Missionary Generation Elderhood

"This generation has a rendezvous with destiny," announced Franklin Roosevelt in the depths of the Great Depression, when his own "generation" ranged in age from its mid-fifties to its late seventies. As crisis approached, the aging and authoritarian Missionaries moved comfortably into place as stewards of social and economic regimentation.60

Members of the Missionary Generation were visionary elder stewards during the Great Depression--World War II Crisis, 1932-1945, extending from the bleakest Depression year and Franklin Roosevelt's election and ending with V-J Day.61

With the demise of Prohibition and the rise of the "New Deal coalition," the urban-rural schism expired--partly through cooperation in the face of peril, and partly through the leadership of urban modernists like Al Smith. As the midlife Lost Generation mellowed, they joined Missionary elder leaders in staking America's future on a rising generation of good-scout Greatest. "The interest of Roosevelt was with the younger man," recalled his adviser Barbara Armstrong. Most elder Missinaries--including pension activists such as Francis Townsend and John McGroarty (dubbed the "Poet Laureate of California")--ultimately accepted the intergenerational quid pro quo of Roosevelt's Social Security legislation. The young were promised new jobs, a "family wage," and (in the words of Senator Wagner) "new places available for the strong and eager." The old got a meager and much-delayed pension upon "retiring," but, far more important to them, they retained the moral authority to set national priorities in an era of economic and wartime emergency.62

Although Missionary political leaders founded Social Security in 1935, fewer than one in twenty of their generation ever received retirement-related benefits from the program. And those who did got an average of $23 per month (about $302 in 2002 dollars), which remained unadjusted for inflation throughout the 1940s. By today's poverty standard, 60 percent of Missionary elders (age 67 to 89) were poor in 1949--versus 34 percent of all Americans between ages 15 and 64.63

It would have been a cruel "New Deal" for any other generation. Economically, the Missionaries had sacrificed their own interests by directing most available public resources toward youth. But these elders had few complaints. They took too much pride in directing the sacrifices of others. During a decade and a half of crisis, they consolidated their social authority--over ineffective opposition from the Lost Generation and often with the encouragement of the Greatest Generation.64

In politics, they remained the undisputed leaders of now-graying Presidential cabinets, Congressional committees, and state assemblies. Missionaries also retained elective national office until very late in life. They kept a majority share of Congress and governorships until fifty-five years after their last birthyear (1937) and a 25 percent share until sixty-three years afterward (1945)--both figures unmatched by any other generation before or since.
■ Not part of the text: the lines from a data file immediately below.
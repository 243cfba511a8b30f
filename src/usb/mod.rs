// This Source Code Form is subject to the terms of the Mozilla Public
// License, v. 2.0. If a copy of the MPL was not distributed with this
// file, You can obtain one at https://mozilla.org/MPL/2.0/.

//! The USB device.
//!
//! [`UsbDevice`] owns the SIE and everything whose lifetime is tied to the
//! bus: the control pipe, the scratch pad, the current configuration and the
//! interrupt side of the serial stream. The firmware calls
//! [`UsbDevice::on_interrupt`] from the USB interrupt handler and that's the
//! whole interface.
//!
//! Standard requests are answered here. Vendor requests are passed to a
//! [`VendorHandler`], which gets the scratch pad and response buffer to work
//! with, and answers with the same [`Action`]/[`Stall`] vocabulary.

pub mod control;
pub mod descriptors;
pub mod endpoint;
pub mod setup;
pub mod sie;

use num_traits::FromPrimitive;
use zerocopy::AsBytes;

use self::control::{Action, ControlPipe, Source, Stall};
use self::endpoint::EndpointError;
use self::setup::{DescriptorType, RequestKind, SetupPacket, StandardRequest};
use self::sie::{DevInt, DeviceStatus, EndpointControl, EndpointStatus, Sie, UsbRegisters};
use crate::config::{MANUFACTURER, PRODUCT};
use crate::scratch::ScratchPad;
use crate::serial::SerialEndpoints;

// Physical endpoint numbers of the endpoints we use.
pub const EP0_OUT: u8 = 0;
pub const EP0_IN: u8 = 1;
/// Logical endpoint 1 IN. Enabled but unused.
pub const EP1_IN: u8 = 3;
pub const BULK_OUT: u8 = 6;
pub const BULK_IN: u8 = 7;

/// Interrupt sources we service.
const ENABLED_INTERRUPTS: DevInt = DevInt::FRAME
    .union(DevInt::EP0)
    .union(DevInt::EP1)
    .union(DevInt::EP3)
    .union(DevInt::EP6)
    .union(DevInt::EP7)
    .union(DevInt::DEV_STAT);

/// Answers vendor-type control requests.
pub trait VendorHandler {
    /// `response` is the control pipe's response buffer; replies assembled
    /// there are sent with `Source::Response`.
    fn vendor_request(
        &mut self,
        setup: &SetupPacket,
        scratch: &mut ScratchPad,
        response: &mut [u8],
    ) -> Result<Action, Stall>;
}

/// What an interrupt did that someone outside the USB device cares about.
#[derive(Copy, Clone, Debug, Default, PartialEq, Eq)]
pub struct Events {
    /// Serial data moved in either direction.
    pub serial_progress: bool,
}

pub struct UsbDevice<'a, R> {
    sie: Sie<R>,
    control: ControlPipe,
    scratch: ScratchPad,
    configuration: u8,
    serial: SerialEndpoints<'a>,
    uid: [u8; 16],
}

impl<'a, R: UsbRegisters> UsbDevice<'a, R> {
    /// Wraps the hardware. Nothing is touched until `reset`.
    pub fn new(regs: R, serial: SerialEndpoints<'a>, uid: [u8; 16]) -> Self {
        Self {
            sie: Sie::new(regs),
            control: ControlPipe::new(),
            scratch: ScratchPad::new(),
            configuration: 0,
            serial,
            uid,
        }
    }

    pub fn sie(&self) -> &Sie<R> {
        &self.sie
    }

    pub fn sie_mut(&mut self) -> &mut Sie<R> {
        &mut self.sie
    }

    pub fn scratch(&self) -> &ScratchPad {
        &self.scratch
    }

    pub fn is_configured(&self) -> bool {
        self.configuration != 0
    }

    /// Brings the engine to the just-attached state and connects to the bus.
    /// Also used to recover from bus resets.
    pub fn reset(&mut self) {
        info!("usb reset");
        let sie = &mut self.sie;
        sie.enable_interrupts(ENABLED_INTERRUPTS);

        sie.set_device_status(DeviceStatus::empty());
        for ep in 0..=9 {
            sie.set_endpoint_status(ep, EndpointControl::DISABLED);
            if ep <= 7 {
                sie.select_endpoint_clear(ep);
            }
        }
        for ep in [EP0_OUT, EP0_IN, EP1_IN, BULK_OUT, BULK_IN] {
            sie.set_endpoint_status(ep, EndpointControl::empty());
        }

        sie.set_address(true, 0);
        sie.configure_device(false);

        // Reading the device status clears any pending status change.
        sie.clear_interrupts(DevInt::DEV_STAT);
        sie.device_status();
        sie.error_code();
        sie.clear_interrupts(DevInt::all());

        self.configuration = 0;
        self.control.cancel();
        self.scratch.clear();

        self.sie.set_device_status(DeviceStatus::CONNECT);
    }

    /// Raises a FRAME interrupt so the serial endpoints are looked at again
    /// without waiting for the next start-of-frame.
    pub fn hint_more_data(&mut self) {
        self.sie.set_interrupts(DevInt::FRAME);
    }

    /// Services every pending device interrupt.
    pub fn on_interrupt(&mut self, vendor: &mut impl VendorHandler) -> Events {
        let mut events = Events::default();
        let status = self.sie.interrupt_status();

        if status.contains(DevInt::FRAME) {
            self.sie.clear_interrupts(DevInt::FRAME);
            // Retry anything that stalled on ring space.
            events.serial_progress |= self.serial.try_receive(&mut self.sie);
            events.serial_progress |= self.serial.try_send(&mut self.sie);
        }
        if status.contains(DevInt::EP0) {
            self.sie.clear_interrupts(DevInt::EP0);
            if let Err(e) = self.control_out(vendor) {
                error!("ep0 out: {}", e);
            }
        }
        if status.contains(DevInt::EP1) {
            self.sie.clear_interrupts(DevInt::EP1);
            if let Err(e) = self.control.continue_transmit(&mut self.sie, &self.scratch) {
                error!("ep0 in: {}", e);
            }
        }
        if status.contains(DevInt::EP3) {
            self.sie.clear_interrupts(DevInt::EP3);
        }
        if status.contains(DevInt::EP6) {
            self.sie.clear_interrupts(DevInt::EP6);
            events.serial_progress |= self.serial.try_receive(&mut self.sie);
        }
        if status.contains(DevInt::EP7) {
            self.sie.clear_interrupts(DevInt::EP7);
            events.serial_progress |= self.serial.try_send(&mut self.sie);
        }
        if status.contains(DevInt::DEV_STAT) {
            self.sie.clear_interrupts(DevInt::DEV_STAT);
            let device = self.sie.device_status();
            if device.intersects(DeviceStatus::CONNECT_CHANGE | DeviceStatus::BUS_RESET) {
                self.reset();
            }
        }
        events
    }

    fn control_out(&mut self, vendor: &mut impl VendorHandler) -> Result<(), EndpointError> {
        let status = self.sie.select_endpoint_clear(EP0_OUT);
        if status.contains(EndpointStatus::SETUP) {
            self.handle_setup(vendor)
        } else if status.contains(EndpointStatus::FULL) {
            self.control.receive_out(&mut self.sie, &mut self.scratch)
        } else {
            Ok(())
        }
    }

    fn handle_setup(&mut self, vendor: &mut impl VendorHandler) -> Result<(), EndpointError> {
        let mut raw = [0; 8];
        let received = self.sie.read_packet_length(EP0_OUT) == raw.len();
        if received {
            self.sie.read_packet(EP0_OUT, &mut raw)?;
        }
        self.sie.select_endpoint(EP0_OUT);
        self.sie.clear_buffer();

        // Whatever we were doing, the host has moved on.
        self.control.cancel();

        let Some(setup) = received.then(|| SetupPacket::parse(&raw)).flatten() else {
            return Ok(());
        };
        trace!("setup {:x}", raw);

        let action = match setup.kind() {
            RequestKind::Standard => self.standard_request(&setup),
            RequestKind::Vendor => {
                vendor.vendor_request(&setup, &mut self.scratch, self.control.response_mut())
            }
            RequestKind::Class | RequestKind::Reserved => Err(Stall),
        };

        match action {
            Ok(action) => self.control.start(&mut self.sie, &self.scratch, &setup, action),
            Err(Stall) => {
                debug!("stall {=u8:x} {=u8:x}", setup.request_type, setup.request);
                control::stall(&mut self.sie);
                Ok(())
            }
        }
    }

    fn standard_request(&mut self, setup: &SetupPacket) -> Result<Action, Stall> {
        let request = StandardRequest::from_u8(setup.request).ok_or(Stall)?;
        match (request, setup.request_type) {
            (StandardRequest::GetStatus, _) => {
                self.control.response_mut()[..2].fill(0);
                Ok(Action::Send { source: Source::Response, len: 2 })
            }
            (StandardRequest::SetAddress, 0x00) => {
                // Latched by the engine, applied after our status stage.
                self.sie.set_address(true, setup.value() as u8);
                Ok(Action::Ack)
            }
            (StandardRequest::GetDescriptor, 0x80) => self.get_descriptor(setup),
            (StandardRequest::GetConfiguration, 0x80) => {
                self.control.response_mut()[0] = self.configuration;
                Ok(Action::Send { source: Source::Response, len: 1 })
            }
            (StandardRequest::SetConfiguration, 0x00) => {
                let configuration = u8::try_from(setup.value())
                    .ok()
                    .filter(|&c| c <= 1)
                    .ok_or(Stall)?;
                info!("configuration {=u8}", configuration);
                self.configuration = configuration;
                self.sie.configure_device(configuration != 0);
                Ok(Action::Ack)
            }
            _ => Err(Stall),
        }
    }

    fn get_descriptor(&mut self, setup: &SetupPacket) -> Result<Action, Stall> {
        fn from_static(bytes: &'static [u8]) -> Result<Action, Stall> {
            Ok(Action::Send { source: Source::Static(bytes), len: bytes.len() })
        }
        fn from_response(len: Option<usize>) -> Result<Action, Stall> {
            let len = len.ok_or(Stall)?;
            Ok(Action::Send { source: Source::Response, len })
        }

        let response = self.control.response_mut();
        let [index, ty] = setup.value().to_le_bytes();
        match DescriptorType::from_u8(ty).ok_or(Stall)? {
            DescriptorType::Device => from_static(descriptors::DEVICE_DESCRIPTOR.as_bytes()),
            DescriptorType::Config => from_static(descriptors::CONFIGURATION.as_bytes()),
            DescriptorType::String => match index {
                0 => from_static(&descriptors::LANGUAGE_IDS),
                1 => from_response(descriptors::string_descriptor(MANUFACTURER, response)),
                2 => from_response(descriptors::string_descriptor(PRODUCT, response)),
                3 => from_response(descriptors::serial_number_descriptor(&self.uid, response)),
                descriptors::OS_STRING_INDEX => {
                    from_response(descriptors::os_string_descriptor(response))
                }
                _ => Err(Stall),
            },
            // Delivered as part of the configuration.
            DescriptorType::Interface | DescriptorType::Endpoint => Err(Stall),
        }
    }
}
From 1925 to 1945, the age of congressmen, governors, and cabinet members climbed to its highest level in American history.65

In social legislation, they became "the social-work progressive crowd" and academic "Elders"--those whom historian Otis Graham, Jr., describes as "a small ascetic fraternity, the visible saints of Twentieth Century reform" (and whom Mencken less respectfully labeled "the New Deal Isaiahs").66

In war, they became the guiding patriarchs (Secretaries Henry Stimson and Cordell Hull; Admirals "Bull" Halsey and Ernest King; Generals MacArthur and Marshall; industrialists Henry Kaiser and Bernard Baruch; physicist Albert Einstein).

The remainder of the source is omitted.